● **WHAT YOU NEED TO DO**
Everything from the line holding "self.as_set().union(rhs.as_set())" through the last line below is needed; please reproduce those lines exactly, adding nothing.
====================
//! Classification of test-tree nodes and the groupings used to reason about them.

use serde::{Deserialize, Serialize};
use std::fmt;
use std::ops::BitOr;

/// The kind of a node registered in the test tree.
///
/// Kinds fall into three broad families: containers that group other nodes,
/// leaf-level nodes that run inside a spec (the spec itself and its setup
/// and teardown hooks), and suite-level nodes that may appear only once, at
/// the top level of the suite.
#[derive(Clone, Copy, PartialEq, Eq, PartialOrd, Ord, Hash, Debug, Serialize, Deserialize)]
pub enum NodeKind {
    /// A container introduced with `describe`.
    Describe,
    /// A container introduced with `context`.
    Context,
    /// A container introduced with `when`.
    When,
    /// A spec introduced with `it`.
    It,
    /// A spec introduced with `specify`.
    Specify,
    /// Runs before every spec in its container.
    BeforeEach,
    /// Runs before every spec, after all `BeforeEach` nodes.
    JustBeforeEach,
    /// Runs after every spec in its container.
    AfterEach,
    /// Runs after every spec, before any `AfterEach` nodes.
    JustAfterEach,
    /// Runs once before the first spec of an ordered container.
    BeforeAll,
    /// Runs once after the last spec of an ordered container.
    AfterAll,
    /// Suite-wide setup.
    BeforeSuite,
    /// Suite-wide setup that runs first on process #1 and then on every process.
    SynchronizedBeforeSuite,
    /// Suite-wide teardown.
    AfterSuite,
    /// Suite-wide teardown that runs on every process and then last on process #1.
    SynchronizedAfterSuite,
    /// Reporting hook invoked after every spec.
    ReportAfterEach,
    /// Reporting hook invoked once with the aggregated suite report.
    ReportAfterSuite,
}

impl NodeKind {
    /// Every node kind, in declaration order.
    pub const ALL: [NodeKind; 17] = [
        NodeKind::Describe,
        NodeKind::Context,
        NodeKind::When,
        NodeKind::It,
        NodeKind::Specify,
        NodeKind::BeforeEach,
        NodeKind::JustBeforeEach,
        NodeKind::AfterEach,
        NodeKind::JustAfterEach,
        NodeKind::BeforeAll,
        NodeKind::AfterAll,
        NodeKind::BeforeSuite,
        NodeKind::SynchronizedBeforeSuite,
        NodeKind::AfterSuite,
        NodeKind::SynchronizedAfterSuite,
        NodeKind::ReportAfterEach,
        NodeKind::ReportAfterSuite,
    ];

    /// Returns the single-kind set containing only this kind.
    pub const fn as_set(self) -> NodeKindSet {
        NodeKindSet(1 << self as u32)
    }

    /// Returns `true` if this kind is a member of `set`.
    pub fn is(self, set: NodeKindSet) -> bool {
        set.contains(self)
    }

    /// Returns the name used for this kind in user-facing text.
    pub fn name(self) -> &'static str {
        match self {
            NodeKind::Describe => "Describe",
            NodeKind::Context => "Context",
            NodeKind::When => "When",
            NodeKind::It => "It",
            NodeKind::Specify => "Specify",
            NodeKind::BeforeEach => "BeforeEach",
            NodeKind::JustBeforeEach => "JustBeforeEach",
            NodeKind::AfterEach => "AfterEach",
            NodeKind::JustAfterEach => "JustAfterEach",
            NodeKind::BeforeAll => "BeforeAll",
            NodeKind::AfterAll => "AfterAll",
            NodeKind::BeforeSuite => "BeforeSuite",
            NodeKind::SynchronizedBeforeSuite => "SynchronizedBeforeSuite",
            NodeKind::AfterSuite => "AfterSuite",
            NodeKind::SynchronizedAfterSuite => "SynchronizedAfterSuite",
            NodeKind::ReportAfterEach => "ReportAfterEach",
            NodeKind::ReportAfterSuite => "ReportAfterSuite",
        }
    }
}

impl fmt::Display for NodeKind {
    fn fmt(&self, f: &mut fmt::Formatter<'_>) -> fmt::Result {
        f.write_str(self.name())
    }
}

/// A set of [`NodeKind`]s, stored as a bit mask.
#[derive(Clone, Copy, PartialEq, Eq, Hash, Debug, Default, Serialize, Deserialize)]
pub struct NodeKindSet(u32);

impl NodeKindSet {
    /// The empty set.
    pub const EMPTY: NodeKindSet = NodeKindSet(0);

    /// Containers: `Describe`, `Context`, `When`.
    pub const CONTAINERS: NodeKindSet = NodeKind::Describe
        .as_set()
        .union(NodeKind::Context.as_set())
        .union(NodeKind::When.as_set());

    /// Specs: `It`, `Specify`.
    pub const LEAVES: NodeKindSet = NodeKind::It.as_set().union(NodeKind::Specify.as_set());

    /// Per-spec and per-container setup and teardown hooks.
    pub const SETUP: NodeKindSet = NodeKind::BeforeEach
        .as_set()
        .union(NodeKind::JustBeforeEach.as_set())
        .union(NodeKind::AfterEach.as_set())
        .union(NodeKind::JustAfterEach.as_set())
        .union(NodeKind::BeforeAll.as_set())
        .union(NodeKind::AfterAll.as_set());

    /// Suite-level setup nodes; at most one may be declared.
    pub const SUITE_SETUP: NodeKindSet = NodeKind::BeforeSuite
        .as_set()
        .union(NodeKind::SynchronizedBeforeSuite.as_set());

    /// Suite-level teardown nodes; at most one may be declared.
    pub const SUITE_TEARDOWN: NodeKindSet = NodeKind::AfterSuite
        .as_set()
        .union(NodeKind::SynchronizedAfterSuite.as_set());

    /// The suite-completion reporter.
    pub const REPORT_AFTER_SUITE: NodeKindSet = NodeKind::ReportAfterSuite.as_set();

    /// Every kind that may only be declared at the top level of a suite.
    pub const SUITE: NodeKindSet = Self::SUITE_SETUP
        .union(Self::SUITE_TEARDOWN)
        .union(Self::REPORT_AFTER_SUITE);

    /// Returns the union of two sets.
    pub const fn union(self, other: NodeKindSet) -> NodeKindSet {
        NodeKindSet(self.0 | other.0)
    }

    /// Returns `true` if `kind` is a member of this set.
    pub fn contains(self, kind: NodeKind) -> bool {
        self.0 & kind.as_set().0 != 0
    }

    /// Returns `true` if the set has no members.
    pub fn is_empty(self) -> bool {
        self.0 == 0
    }

    /// Iterates the member kinds in declaration order.
    pub fn iter(self) -> impl Iterator<Item = NodeKind> {
        NodeKind::ALL.into_iter().filter(move |k| self.contains(*k))
    }
}

impl BitOr for NodeKindSet {
    type Output = NodeKindSet;

    fn bitor(self, rhs: NodeKindSet) -> NodeKindSet {
        self.union(rhs)
    }
}

impl BitOr for NodeKind {
    type Output = NodeKindSet;

    fn bitor(self, rhs: NodeKind) -> NodeKindSet {
        self.as_set().union(rhs.as_set())
    }
}

impl From<NodeKind> for NodeKindSet {
    fn from(kind: NodeKind) -> Self {
        kind.as_set()
    }
}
====================
● **TASK OUTPUT**
        self.as_set().union(rhs.as_set())
    }
}

impl From<NodeKind> for NodeKindSet {
    fn from(kind: NodeKind) -> Self {
        kind.as_set()
    }
}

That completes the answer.